I guess the ability for a single person able to essentially 'drive' an entire fleet of cars is an improvement but it's not exactly the utopia I imagined.
Fully driverless cars are here today, for that matter. But if you want want tamperproof driverless cars that perform well under adverse conditions and are thoroughly tested, then you're going to have to wait a lot longer than "months".
I think this snippet is pretty telling: "Waymo chose the Phoenix area for its favorable weather, its wide, well-maintained streets, and the relative lack of pedestrians." (Emphasis mine.) Probably wise, but I'm sure they've already carefully calculated the risk/return vs pedestrian fatalities and are coming out ahead.
How could a driverless car ever truly be tamperproof, though? At some point we'll just have to accept it as a potential risk.
Good question. Tamperproof to me means they can't physically be spooked into doing things, as well as being secure from hacking. In theory, they just have to be as safe as human drivers, who manage to kill thousands of people each year. But as a practical matter, people will probably demand that they be much safer than humans.
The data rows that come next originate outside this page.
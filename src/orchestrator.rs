//! Turn loop that drives two players over one game.
//!
//! # Game Flow
//!
//! ```text
//! [Check End] -> [Request Move from side to move] -> [Apply via rules engine]
//!   -> rejected: tell the player, ask again
//!   -> applied:  notify both players, autosave, next turn
//! ```

use std::io;
use std::path::PathBuf;

use log::{info, warn};

use crate::agent::{AiPlayer, GameResult, HumanPlayer, Player};
use crate::config::{Difficulty, GameConfig, PlayerConfig};
use crate::error::ChessError;
use crate::game_repr::Color;
use crate::game_state::{GameState, MoveRecord};
use crate::persistence;

/// What a single [`Orchestrator::step`] did.
#[derive(Debug)]
pub enum StepOutcome {
    Moved(MoveRecord),
    /// The proposed move was refused; the same side is asked again next step
    Rejected(ChessError),
    /// The side to move has no pseudo-legal moves
    NoMoves,
    /// The player declined to move
    Abandoned,
    GameOver,
}

pub struct Orchestrator {
    state: GameState,
    white: Box<dyn Player>,
    black: Box<dyn Player>,
    max_plies: Option<usize>,
    save_path: Option<PathBuf>,
    plies: usize,
}

impl Orchestrator {
    pub fn new(state: GameState, white: Box<dyn Player>, black: Box<dyn Player>) -> Self {
        Self {
            state,
            white,
            black,
            max_plies: None,
            save_path: None,
            plies: 0,
        }
    }

    /// Players, limits and autosave from `config`. Human sides play on the
    /// console.
    pub fn from_config(config: &GameConfig, state: GameState) -> Self {
        let make = |color: Color| -> Box<dyn Player> {
            // Distinct streams per side so two seeded players don't mirror each other
            let seed = config.seed.map(|s| match color {
                Color::White => s,
                Color::Black => s.wrapping_add(1),
            });
            match config.player(color) {
                PlayerConfig::Human => Box::new(HumanPlayer::new(
                    io::stdin(),
                    io::stdout(),
                    format!("{} player", color),
                    Difficulty::default(),
                    seed,
                )),
                PlayerConfig::Ai { difficulty } => Box::new(AiPlayer::new(difficulty, seed)),
            }
        };
        let mut orchestrator = Self::new(state, make(Color::White), make(Color::Black));
        orchestrator.max_plies = config.max_plies;
        orchestrator.save_path = config.save_path.clone();
        orchestrator
    }

    pub fn with_max_plies(mut self, max_plies: usize) -> Self {
        self.max_plies = Some(max_plies);
        self
    }

    pub fn with_save_path(mut self, path: impl Into<PathBuf>) -> Self {
        self.save_path = Some(path.into());
        self
    }

    pub fn state(&self) -> &GameState {
        &self.state
    }

    pub fn plies(&self) -> usize {
        self.plies
    }

    /// Ask the side to move for one move and try to apply it.
    pub fn step(&mut self) -> StepOutcome {
        if self.state.is_game_over() {
            return StepOutcome::GameOver;
        }
        let turn = self.state.turn();
        if self.state.position().all_moves(turn).is_empty() {
            return StepOutcome::NoMoves;
        }

        let (mover, opponent) = match turn {
            Color::White => (&mut self.white, &mut self.black),
            Color::Black => (&mut self.black, &mut self.white),
        };
        let Some(mv) = mover.get_move(&self.state) else {
            return StepOutcome::Abandoned;
        };

        match self.state.apply_move(mv.from, mv.to) {
            Ok(record) => {
                info!("ply {}: {} {}", self.plies + 1, turn, mv);
                self.plies += 1;
                mover.own_move_applied(&self.state, &record);
                opponent.opponent_moved(&record);
                self.autosave();
                StepOutcome::Moved(record)
            }
            Err(err) => {
                let reason = err
                    .rejection()
                    .map(|r| r.to_string())
                    .unwrap_or_else(|| err.to_string());
                mover.move_rejected(mv, &reason);
                StepOutcome::Rejected(err)
            }
        }
    }

    /// Play until the game ends, a player gives up or the ply limit is hit.
    pub fn run(&mut self) -> GameResult {
        let result = loop {
            if let Some(limit) = self.max_plies {
                if self.plies >= limit && !self.state.is_game_over() {
                    break GameResult::PlyLimit;
                }
            }
            let turn = self.state.turn();
            match self.step() {
                StepOutcome::Moved(_) | StepOutcome::Rejected(_) => continue,
                StepOutcome::NoMoves => break GameResult::NoMoves(turn),
                StepOutcome::Abandoned => break GameResult::Abandoned(turn),
                StepOutcome::GameOver => match self.state.winner() {
                    Some(winner) => break GameResult::from_winner(winner),
                    None => break GameResult::NoMoves(turn),
                },
            }
        };

        info!("game finished after {} plies: {:?}", self.plies, result);
        self.white.game_ended(result);
        self.black.game_ended(result);
        result
    }

    fn autosave(&self) {
        if let Some(path) = &self.save_path {
            if let Err(e) = persistence::save(&self.state, path) {
                warn!("autosave to {} failed: {}", path.display(), e);
            }
        }
    }
}
pub mod player;
pub use player::*;

pub mod human_player;
pub use human_player::{Command, HumanPlayer, LineSource};

pub mod ai_player;
pub use ai_player::AiPlayer;

pub mod ai;
pub use ai::SearchResult;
And it will take awhile to prove that out.
…if ‘fully’ means ‘remotely operated, when the going gets tough’, such as, I guess, in bad weather (rare in Phoenix), or when there is a lot of traffic in one place, times when demand for taxis is highest.
This is something you should never hear about a product which is life critical that it works correctly:
"Efrati reports that Waymo CEO John Krafcik faces pressure from his boss, Google co-founder and Alphabet CEO Larry Page, to transform Waymo's impressive self-driving technology into a shipping product."
Combined with releasing that product in the area with the least consumer and safety protections:
"Another important factor was the legal climate. Arizona has some of the nation's most permissive laws regarding self-driving vehicles."
So the TL;DR is that someone has been pressured to rush a product to release in an area with few safety regulations that could cause a lot of harm if it malfunctions.
On the flip side, the status quo is killing 40000 people per year in the US alone:
http://www.nsc.org/NewsDocuments/2017/12-month-estimates.pdf
Which invites the question: how long before human-driven cars are no longer allowed on the public roads?
I'm guessing year 2035.
So we should push out half-baked solutions?
Depends on how half-baked.
From a PR perspective it's a definite "no". Even a single self-driving fatality would lead to global news headlines and a lawyer feeding frenzy.
But from a protecting people perspective? If making it "live" quicker would speed development and adoption... then maybe.
E.g. the first 5 year increase fatalities net by 1.1x. After that tech is actually dialed in and fatalities drop to 0.5x. Holding off gives you 400K fatalities whereas pushing earlier adoption gives you 320K. That would be 80K lives saved. (Under the assumptions of this shoot-from-the-hip model).
> Even a single self-driving fatality
It's more specific than that. It will be the first self-driving crash that would be glaringly obvious to a human driver. Like the Tesla crash where the sensors mistook a white semi for clouds and merrily plowed though it.
If the tech is adopted too soon it might face a death knell when computer assisted driving proves to be much safer than fully autonomous. It's much easier to fill a human's blind spots than replace the driver entirely.
Another plausible hypothesis is that the tech is already better-than-humans today, but not orders-of-magnitude better. Killing 30 thousand people a year instead of 40 thousand is not politically viable. So we just keep it in the lab while 10 thousand extra die because of politics.